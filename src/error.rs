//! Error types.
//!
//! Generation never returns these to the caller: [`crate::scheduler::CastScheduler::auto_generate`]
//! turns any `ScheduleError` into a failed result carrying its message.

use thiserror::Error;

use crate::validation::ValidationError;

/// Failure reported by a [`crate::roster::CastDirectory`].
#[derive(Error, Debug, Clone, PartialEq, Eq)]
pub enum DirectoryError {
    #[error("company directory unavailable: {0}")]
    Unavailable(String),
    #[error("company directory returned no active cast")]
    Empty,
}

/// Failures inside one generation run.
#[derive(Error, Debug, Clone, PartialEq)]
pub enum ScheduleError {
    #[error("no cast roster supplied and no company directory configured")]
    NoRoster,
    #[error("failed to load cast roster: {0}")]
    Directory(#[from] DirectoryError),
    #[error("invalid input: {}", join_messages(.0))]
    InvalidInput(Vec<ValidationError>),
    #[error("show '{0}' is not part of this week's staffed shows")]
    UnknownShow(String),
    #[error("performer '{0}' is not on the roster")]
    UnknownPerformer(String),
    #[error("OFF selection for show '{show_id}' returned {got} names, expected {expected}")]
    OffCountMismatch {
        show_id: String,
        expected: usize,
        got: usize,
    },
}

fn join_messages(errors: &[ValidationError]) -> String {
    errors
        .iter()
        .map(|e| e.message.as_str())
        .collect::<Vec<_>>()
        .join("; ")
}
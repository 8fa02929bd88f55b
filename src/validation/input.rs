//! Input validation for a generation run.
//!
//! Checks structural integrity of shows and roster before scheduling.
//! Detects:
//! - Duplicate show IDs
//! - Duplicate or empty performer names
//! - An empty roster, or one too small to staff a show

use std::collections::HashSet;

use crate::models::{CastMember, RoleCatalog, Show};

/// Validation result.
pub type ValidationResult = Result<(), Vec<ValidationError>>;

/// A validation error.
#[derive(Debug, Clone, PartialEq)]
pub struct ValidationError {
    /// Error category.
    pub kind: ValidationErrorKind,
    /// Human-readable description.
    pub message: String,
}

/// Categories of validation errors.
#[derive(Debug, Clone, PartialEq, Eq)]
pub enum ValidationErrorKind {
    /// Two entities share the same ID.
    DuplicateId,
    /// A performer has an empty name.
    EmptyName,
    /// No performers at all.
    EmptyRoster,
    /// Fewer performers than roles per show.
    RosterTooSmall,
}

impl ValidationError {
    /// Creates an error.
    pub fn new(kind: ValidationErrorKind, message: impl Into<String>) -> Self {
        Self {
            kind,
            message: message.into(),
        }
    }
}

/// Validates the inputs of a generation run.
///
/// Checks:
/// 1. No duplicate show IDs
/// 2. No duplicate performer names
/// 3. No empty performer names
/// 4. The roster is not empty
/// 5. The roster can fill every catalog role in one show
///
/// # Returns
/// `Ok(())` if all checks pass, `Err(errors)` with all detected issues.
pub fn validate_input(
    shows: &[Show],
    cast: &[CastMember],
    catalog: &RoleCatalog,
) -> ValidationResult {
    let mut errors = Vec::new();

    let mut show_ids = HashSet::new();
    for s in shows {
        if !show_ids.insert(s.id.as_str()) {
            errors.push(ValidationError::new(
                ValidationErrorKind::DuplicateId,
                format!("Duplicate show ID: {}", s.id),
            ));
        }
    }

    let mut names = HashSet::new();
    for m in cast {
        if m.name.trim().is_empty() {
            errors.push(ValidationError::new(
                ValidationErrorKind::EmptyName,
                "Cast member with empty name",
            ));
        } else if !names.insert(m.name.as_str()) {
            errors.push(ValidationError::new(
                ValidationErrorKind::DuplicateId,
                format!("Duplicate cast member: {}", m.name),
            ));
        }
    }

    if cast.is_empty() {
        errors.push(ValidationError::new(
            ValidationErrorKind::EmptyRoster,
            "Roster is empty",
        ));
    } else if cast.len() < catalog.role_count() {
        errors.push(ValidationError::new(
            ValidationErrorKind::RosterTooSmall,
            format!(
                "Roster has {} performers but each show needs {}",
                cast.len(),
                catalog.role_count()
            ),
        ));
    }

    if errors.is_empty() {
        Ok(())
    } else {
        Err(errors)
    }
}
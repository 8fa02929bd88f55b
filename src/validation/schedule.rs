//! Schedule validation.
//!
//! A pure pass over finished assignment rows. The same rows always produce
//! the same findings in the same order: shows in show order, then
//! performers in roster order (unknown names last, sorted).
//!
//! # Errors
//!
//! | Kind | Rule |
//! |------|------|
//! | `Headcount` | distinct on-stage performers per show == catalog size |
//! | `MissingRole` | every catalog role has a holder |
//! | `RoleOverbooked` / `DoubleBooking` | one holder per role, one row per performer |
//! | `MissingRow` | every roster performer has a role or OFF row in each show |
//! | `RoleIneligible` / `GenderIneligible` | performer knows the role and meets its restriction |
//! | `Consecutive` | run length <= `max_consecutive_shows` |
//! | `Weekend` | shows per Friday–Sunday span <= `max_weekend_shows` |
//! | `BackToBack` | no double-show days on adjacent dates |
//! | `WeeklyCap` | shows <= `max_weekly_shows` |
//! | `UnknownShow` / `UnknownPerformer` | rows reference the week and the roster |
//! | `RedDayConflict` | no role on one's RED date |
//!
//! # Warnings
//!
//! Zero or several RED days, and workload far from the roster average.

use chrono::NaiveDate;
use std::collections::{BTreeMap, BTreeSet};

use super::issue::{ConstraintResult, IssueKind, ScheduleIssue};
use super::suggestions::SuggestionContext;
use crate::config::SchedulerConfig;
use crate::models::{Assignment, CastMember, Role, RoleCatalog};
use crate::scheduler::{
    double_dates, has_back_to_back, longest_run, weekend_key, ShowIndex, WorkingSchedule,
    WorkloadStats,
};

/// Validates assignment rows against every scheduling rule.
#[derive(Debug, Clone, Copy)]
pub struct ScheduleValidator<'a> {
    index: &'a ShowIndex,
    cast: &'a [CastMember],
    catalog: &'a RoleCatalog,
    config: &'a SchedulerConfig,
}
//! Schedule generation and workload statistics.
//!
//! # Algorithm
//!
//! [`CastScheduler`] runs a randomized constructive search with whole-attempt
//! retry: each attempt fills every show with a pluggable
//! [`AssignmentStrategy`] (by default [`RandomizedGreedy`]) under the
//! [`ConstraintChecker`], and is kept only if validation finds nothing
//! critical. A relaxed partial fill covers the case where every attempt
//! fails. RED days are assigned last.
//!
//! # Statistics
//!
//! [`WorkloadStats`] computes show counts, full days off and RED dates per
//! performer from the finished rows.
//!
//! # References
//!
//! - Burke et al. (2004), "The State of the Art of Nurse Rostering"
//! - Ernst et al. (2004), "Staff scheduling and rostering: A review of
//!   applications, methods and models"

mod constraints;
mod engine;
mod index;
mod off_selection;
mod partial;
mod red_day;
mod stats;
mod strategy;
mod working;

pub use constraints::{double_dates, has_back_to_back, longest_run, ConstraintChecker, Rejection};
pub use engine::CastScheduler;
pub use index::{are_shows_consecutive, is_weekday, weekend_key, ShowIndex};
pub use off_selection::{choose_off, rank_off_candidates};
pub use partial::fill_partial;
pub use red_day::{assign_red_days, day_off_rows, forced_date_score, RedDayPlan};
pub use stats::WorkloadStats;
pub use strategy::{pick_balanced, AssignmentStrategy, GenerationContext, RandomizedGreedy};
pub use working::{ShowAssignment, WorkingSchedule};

### What you will do
Set down, exactly as written, each line of the data from its opening line through the one containing "one generation run.". Output nothing more.

### Answer to this problem
filename src/error.rs
//! Error types.
//!
//! Generation never returns these to the caller: [`crate::scheduler::CastScheduler::auto_generate`]
//! turns any `ScheduleError` into a failed result carrying its message.

use thiserror::Error;

use crate::validation::ValidationError;

/// Failure reported by a [`crate::roster::CastDirectory`].
#[derive(Error, Debug, Clone, PartialEq, Eq)]
pub enum DirectoryError {
    #[error("company directory unavailable: {0}")]
    Unavailable(String),
    #[error("company directory returned no active cast")]
    Empty,
}

/// Failures inside one generation run.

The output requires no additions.